Sound is measured in units called decibels. Sounds that are 70 A-weighted decibels (dBA) or below are generally at safe levels and are unlikely to cause hearing problems. But sounds at or above 85 dBA can cause hearing loss. This means that the louder a sound is, less exposure is necessary to do damage or cause NIHL. Your distance from the sound’s origin will also play a role in the impact it has on your hearing. Here are some common sounds we encounter and their volume in decibels.

  • Talking 60-70 dBA
  • Movie Theaters 74-104 dBA
  • Motorcycles and Motorsport Vehicles 80-110 dBA
  • Headphones at Max Volume and Concerts 94-110 dBA
  • Sirens 110-129 dBA 
    image credit

How Hearing Works

Hearing is an amazing and involved process that happens in nanoseconds. First, sound goes into the ear canal and vibrates the eardrum which vibrates three tiny bones. Then, the vibrations become fluid vibrations in the cochlea, causing hair cells to move and open stereocilia so that chemicals can turn those fluid vibrations into the electrical signals our brains translate into sounds we recognize and understand.

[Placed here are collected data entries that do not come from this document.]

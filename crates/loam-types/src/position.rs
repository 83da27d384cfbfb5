//! Grid coordinates.

use serde::{Deserialize, Serialize};
use ts_rs::TS;

/// A cell coordinate in the world grid.
///
/// `y` increases upward: gravity pulls toward `y - 1`, rising gases move
/// toward `y + 1`. Signed so neighbor arithmetic can step past the edge
/// and let the boundary sentinel answer the lookup.
#[derive(Debug, Clone, Copy, PartialEq, Eq, PartialOrd, Ord, Hash, Serialize, Deserialize, TS)]
#[ts(export, export_to = "bindings/")]
pub struct Position {
    /// Column, 0 at the left edge.
    pub x: i32,
    /// Row, 0 at the bottom edge.
    pub y: i32,
}

impl Position {
    /// Creates a position at `(x, y)`.
    pub const fn new(x: i32, y: i32) -> Self {
        Self { x, y }
    }

    /// The position offset by `(dx, dy)`, saturating at the `i32` range.
    pub const fn offset(self, dx: i32, dy: i32) -> Self {
        Self {
            x: self.x.saturating_add(dx),
            y: self.y.saturating_add(dy),
        }
    }

    /// The cell directly below (gravity direction).
    pub const fn below(self) -> Self {
        self.offset(0, -1)
    }

    /// The cell directly above (rise direction).
    pub const fn above(self) -> Self {
        self.offset(0, 1)
    }
}
//! Configuration loading and typed config structures for the Loam simulation.
//!
//! The canonical configuration lives in `loam-config.yaml` at the project
//! root. This module defines strongly-typed structs that mirror the YAML
//! structure, and provides a loader that reads and validates the file.

use std::path::Path;

use serde::Deserialize;

/// Errors that can occur when loading configuration.
#[derive(Debug, thiserror::Error)]
pub enum ConfigError {
    /// Failed to read the configuration file from disk.
    #[error("failed to read config file: {source}")]
    Io {
        /// The underlying I/O error.
        #[from]
        source: std::io::Error,
    },

    /// Failed to parse YAML content.
    #[error("failed to parse config YAML: {source}")]
    Yaml {
        /// The underlying YAML parse error.
        source: serde_yml::Error,
    },
}

impl From<serde_yml::Error> for ConfigError {
    fn from(source: serde_yml::Error) -> Self {
        Self::Yaml { source }
    }
}

/// Top-level simulation configuration.
///
/// Mirrors the structure of `loam-config.yaml`. All fields have defaults
/// tuned for a small observable world.
#[derive(Debug, Clone, Default, PartialEq, Deserialize)]
pub struct SimConfig {
    /// World dimensions and seed.
    #[serde(default)]
    pub world: WorldConfig,

    /// Movement resolution parameters.
    #[serde(default)]
    pub motion: MotionConfig,

    /// Water and nutrient diffusion parameters.
    #[serde(default)]
    pub diffusion: DiffusionConfig,

    /// Lifecycle countdowns and probabilities.
    #[serde(default)]
    pub lifecycle: LifecycleConfig,

    /// Plant growth parameters.
    #[serde(default)]
    pub growth: GrowthConfig,
}

impl SimConfig {
    /// Load configuration from a YAML file at the given path.
    ///
    /// # Errors
    ///
    /// Returns [`ConfigError::Io`] if the file cannot be read, or
    /// [`ConfigError::Yaml`] if the content is not valid YAML.
    pub fn from_file(path: &Path) -> Result<Self, ConfigError> {
        let contents = std::fs::read_to_string(path)?;
        Ok(serde_yml::from_str(&contents)?)
    }

    /// Parse configuration from a YAML string.
    ///
    /// # Errors
    ///
    /// Returns [`ConfigError::Yaml`] if the string is not valid YAML.
    pub fn parse(yaml: &str) -> Result<Self, ConfigError> {
        Ok(serde_yml::from_str(yaml)?)
    }
}

/// World dimensions and seed.
#[derive(Debug, Clone, PartialEq, Eq, Deserialize)]
pub struct WorldConfig {
    /// Grid width in cells.
    #[serde(default = "default_width")]
    pub width: u32,

    /// Grid height in cells.
    #[serde(default = "default_height")]
    pub height: u32,

    /// Random seed for reproducibility.
    #[serde(default = "default_seed")]
    pub seed: u64,
}

impl Default for WorldConfig {
    fn default() -> Self {
        Self {
            width: default_width(),
            height: default_height(),
            seed: default_seed(),
        }
    }
}

/// Movement resolution parameters.
#[derive(Debug, Clone, PartialEq, Eq, Deserialize)]
pub struct MotionConfig {
    /// Cells scanned past a tunnelable host before a fall or slide is
    /// allowed anyway.
    #[serde(default = "default_gravity_lookahead")]
    pub gravity_lookahead: u32,

    /// Cells visited by the relocation scan before giving up and
    /// allowing the move anyway.
    #[serde(default = "default_relocation_lookahead")]
    pub relocation_lookahead: u32,
}

impl Default for MotionConfig {
    fn default() -> Self {
        Self {
            gravity_lookahead: default_gravity_lookahead(),
            relocation_lookahead: default_relocation_lookahead(),
        }
    }
}

/// Water and nutrient diffusion parameters.
#[derive(Debug, Clone, PartialEq, Eq, Deserialize)]
pub struct DiffusionConfig {
    /// Upper bound on a single water transfer; the actual amount is
    /// rolled uniformly in `0..=max`.
    #[serde(default = "default_water_transfer_max")]
    pub water_transfer_max: u32,

    /// Water credited to the surface per rain tick, per column.
    #[serde(default = "default_rain_water")]
    pub rain_water: u32,
}

impl Default for DiffusionConfig {
    fn default() -> Self {
        Self {
            water_transfer_max: default_water_transfer_max(),
            rain_water: default_rain_water(),
        }
    }
}

/// Lifecycle countdowns and probabilities.
#[derive(Debug, Clone, PartialEq, Deserialize)]
pub struct LifecycleConfig {
    /// Ticks of airborne life before steam condenses into water.
    #[serde(default = "default_condensation_countdown")]
    pub condensation_countdown: u32,

    /// Per-tick chance a saturated soil cell sprouts grass.
    #[serde(default = "default_grass_growth_chance")]
    pub grass_growth_chance: f64,

    /// Per-tick chance buried grass dies off to compost.
    #[serde(default = "default_grass_death_chance")]
    pub grass_death_chance: f64,

    /// Per-tick chance grass stacks a second cell on top of itself.
    #[serde(default = "default_grass_stack_chance")]
    pub grass_stack_chance: f64,

    /// Per-unit-of-water chance grass transpires a steam particle.
    #[serde(default = "default_transpiration_chance")]
    pub transpiration_chance: f64,
}

impl Default for LifecycleConfig {
    fn default() -> Self {
        Self {
            condensation_countdown: default_condensation_countdown(),
            grass_growth_chance: default_grass_growth_chance(),
            grass_death_chance: default_grass_death_chance(),
            grass_stack_chance: default_grass_stack_chance(),
            transpiration_chance: default_transpiration_chance(),
        }
    }
}

/// Plant growth parameters.
#[derive(Debug, Clone, PartialEq, Eq, Deserialize)]
pub struct GrowthConfig {
    /// Nutrients one growth step costs the growing cell.
    #[serde(default = "default_activation_level")]
    pub activation_level: u32,

    /// Whether growth conserves resources: a child starts with a share
    /// of its parent's stores, debited from the parent.
    #[serde(default = "default_closed_economy")]
    pub closed_economy: bool,
}

impl Default for GrowthConfig {
    fn default() -> Self {
        Self {
            activation_level: default_activation_level(),
            closed_economy: default_closed_economy(),
        }
    }
}

const fn default_width() -> u32 {
    80
}

const fn default_height() -> u32 {
    60
}

const fn default_seed() -> u64 {
    42
}

const fn default_gravity_lookahead() -> u32 {
    10
}

const fn default_relocation_lookahead() -> u32 {
    100
}

const fn default_water_transfer_max() -> u32 {
    10
}

const fn default_rain_water() -> u32 {
    5
}

const fn default_condensation_countdown() -> u32 {
    600
}

const fn default_grass_growth_chance() -> f64 {
    0.001
}

const fn default_grass_death_chance() -> f64 {
    0.005
}

const fn default_grass_stack_chance() -> f64 {
    0.2
}

const fn default_transpiration_chance() -> f64 {
    0.000_01
}

const fn default_activation_level() -> u32 {
    20
}

const fn default_closed_economy() -> bool {
    true
}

Once hair cells are damaged, they cannot be repaired. This damage is what causes NIHL. So, if your headphones are routinely at maximum volume, with prolonged use you can damage your hearing. Because all headphones aren’t created equal, you would need to check the maximum decibel output for your particular make and model.

If you are concerned with hearing loss and how it relates to your headphones or loud noises in general, it is a good idea not to keep your headphone volume up too loud or engage in extremely loud activities too often.